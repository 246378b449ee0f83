//! Text acquisition: native PDF text layer first, optical extraction as the
//! fallback, images straight to OCR.
//!
//! The two strategies sit behind one function so the rest of the pipeline
//! never branches on file type again. The fallback rule is deliberately a
//! pure predicate ([`text_layer_usable`]): a scanned PDF often carries a few
//! stray glyphs of embedded text (a watermark, a scanner tag line) that would
//! otherwise masquerade as a usable text layer and starve the model of the
//! actual menu.

use crate::config::ExtractionConfig;
use crate::document::{ExtractedText, FileType, SourceDocument, TextSource};
use crate::error::MenuExtractError;
use crate::pipeline::{ocr, preprocess};
use pdfium_render::prelude::*;
use std::path::Path;
use tracing::{debug, info};

/// Pull machine-readable text out of the source document.
///
/// Policy:
/// - PDFs: read the embedded text layer; fall back to OCR of the same pages
///   when the layer is below `min_text_layer_chars` non-whitespace chars.
/// - Images: OCR only.
///
/// Every page is cleaned by [`preprocess::clean_page`] before leaving this
/// function, so the prompt and the provenance checks see the same text.
///
/// Fails with [`MenuExtractError::EmptyText`] when the applicable strategies
/// yield nothing usable — an empty prompt is never passed downstream.
pub async fn acquire_text(
    doc: &SourceDocument,
    config: &ExtractionConfig,
) -> Result<ExtractedText, MenuExtractError> {
    let text = match doc.file_type {
        FileType::Pdf => {
            let native = native_pdf_text(&doc.path).await?;
            if text_layer_usable(&native, config.min_text_layer_chars) {
                info!(
                    "using native text layer: {} page(s), {} chars",
                    native.page_count(),
                    native.char_count()
                );
                native
            } else {
                info!(
                    "text layer too sparse ({} chars < {}), falling back to OCR",
                    native.char_count(),
                    config.min_text_layer_chars
                );
                ExtractedText {
                    pages: ocr::ocr_pdf(&doc.path, config).await?,
                    source: TextSource::Ocr,
                }
            }
        }
        FileType::Jpeg | FileType::Png => {
            debug!("image input, optical extraction only");
            ExtractedText {
                pages: ocr::ocr_image(&doc.path, &config.ocr_language).await?,
                source: TextSource::Ocr,
            }
        }
    };

    let text = ExtractedText {
        pages: text.pages.iter().map(|p| preprocess::clean_page(p)).collect(),
        source: text.source,
    };

    if text.is_empty() {
        return Err(MenuExtractError::EmptyText {
            path: doc.path.clone(),
        });
    }
    Ok(text)
}

/// The fallback rule: a text layer is usable when it carries at least
/// `threshold` non-whitespace characters across all pages.
pub fn text_layer_usable(text: &ExtractedText, threshold: usize) -> bool {
    text.char_count() >= threshold
}

/// Read the embedded text layer of every page, in document order.
async fn native_pdf_text(path: &Path) -> Result<ExtractedText, MenuExtractError> {
    let path = path.to_path_buf();

    tokio::task::spawn_blocking(move || {
        let pdfium = Pdfium::default();
        let document =
            pdfium
                .load_pdf_from_file(&path, None)
                .map_err(|e| MenuExtractError::PdfRead {
                    path: path.clone(),
                    detail: format!("{e:?}"),
                })?;

        let pages: Vec<String> = document
            .pages()
            .iter()
            .map(|page| page.text().map(|t| t.all()).unwrap_or_default())
            .collect();

        debug!("native extraction: {} page(s)", pages.len());
        Ok(ExtractedText {
            pages,
            source: TextSource::Native,
        })
    })
    .await
    .map_err(|e| MenuExtractError::Internal(format!("PDF text task panicked: {e}")))?
}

• • • • • • •

**WORK TO BE COMPLETED**
From the material above, count the lines that include "carries" and give only the total.

**SOLUTION FOR THIS PROBLEM**
2